The Senate’s tax plan, which raises income tax rates to as high as 5.75 percent, passed as part of four budget-related bills that include plans to shift teacher pension costs to local jurisdictions and an Internet sales tax.
The income taxes were passed as part of a separate bill that garnered the most heated debate among lawmakers, but ultimately passed 26-20.
Senators were unhappy with Gov. Martin O’Malley’s proposal to cap income tax deductions for residents earning more than $100,000 annually, and instead elected to choose their own budget path.
“We told the governor to reduce [the deficit] in half, and the body didn’t like the way he chose to do it,” said Senate President Thomas V. Mike Miller Jr., D-Calvert and Prince George’s. “This is what we came up with, cuts and revenues.”
Had the budget plan not passed the Senate, contingency plans for roughly $750 million in cuts would have kicked in, with substantial cuts on education spending and Medicaid.
Republican senators said that while some of those cuts would have been acceptable, the state could have stomached others.
Sen. E.J. Pipkin, R-Eastern Shore, was particularly troubled by an amendment passed late Wednesday evening that raises income taxes on those making $500,000 up to 5.75 percent, which he called a jobs killer.
“It didn’t have to be this way.
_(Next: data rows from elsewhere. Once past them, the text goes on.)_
//! Access to the structured data behind data entities.

use inventory_core::{
    DataView, EntityKind, InventoryError, Page, Pager, RelativePath, Result, StructuredData,
};

use crate::backend::Backend;
use crate::context::TraversalContext;
use crate::fetch::{effective_pager, entity_field, resolve_one, Multiple, Single};
use crate::kinds::Data;

fn require_data_path(path: &RelativePath) -> Result<()> {
    if !path.is_data_path() {
        return Err(InventoryError::InvalidPath(format!(
            "'{path}' is not a data path: only key and index segments are allowed"
        )));
    }
    Ok(())
}

impl<B: Backend> Single<B, Data> {
    /// The full tree at `path` inside this entity's data.
    pub async fn data(&self, path: &RelativePath) -> Result<StructuredData> {
        self.load(path, DataView::Deep).await
    }

    /// The value at `path` with nested containers left empty.
    pub async fn flat_data(&self, path: &RelativePath) -> Result<StructuredData> {
        self.load(path, DataView::Shallow).await
    }

    async fn load(&self, path: &RelativePath, view: DataView) -> Result<StructuredData> {
        require_data_path(path)?;
        let ctx = self.context();
        let element = resolve_one(ctx, EntityKind::DataEntity).await?;
        match ctx.backend().descend_to_data(&element, path).await? {
            Some(node) => ctx.backend().convert_data(&node, view).await,
            None => Err(not_found(ctx, path)),
        }
    }
}

impl<B: Backend> Multiple<B, Data> {
    /// The tree at `path` in each matching entity's data. Entities where the
    /// path does not resolve are left out.
    pub async fn data(&self, path: &RelativePath, pager: &Pager) -> Result<Page<StructuredData>> {
        self.load(path, pager, DataView::Deep).await
    }

    pub async fn flat_data(
        &self,
        path: &RelativePath,
        pager: &Pager,
    ) -> Result<Page<StructuredData>> {
        self.load(path, pager, DataView::Shallow).await
    }

    async fn load(
        &self,
        path: &RelativePath,
        pager: &Pager,
        view: DataView,
    ) -> Result<Page<StructuredData>> {
        require_data_path(path)?;
        let ctx = self.context();
        let backend = ctx.backend();
        let pager = effective_pager(ctx, pager);

        let mut owners = Vec::new();
        for element in backend.resolve(ctx.path()).await? {
            let entity = backend.convert(&element, EntityKind::DataEntity).await?;
            owners.push((entity, element));
        }
        pager.sort(&mut owners, |(entity, _), field| entity_field(entity, field));

        let mut values = Vec::new();
        for (_, element) in &owners {
            if let Some(node) = backend.descend_to_data(element, path).await? {
                values.push(backend.convert_data(&node, view).await?);
            }
        }
        Ok(pager.slice(values))
    }
}

fn not_found<B: Backend>(ctx: &TraversalContext<B>, path: &RelativePath) -> InventoryError {
    InventoryError::EntityNotFound {
        kind: EntityKind::DataEntity,
        filters: format!("{} @ {path}", ctx.path()),
    }
}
We could’ve accomplished what we needed to accomplish with the budget through spending cuts, without shifting the pensions, without increasing taxes,” Pipkin said. “And these taxes hurt the working families of Maryland.”
Other taxes added in the Senate budget include an online sales tax – though not a digital download tax – as well as higher taxes on some tobacco products and recordation taxes on indemnity mortgages.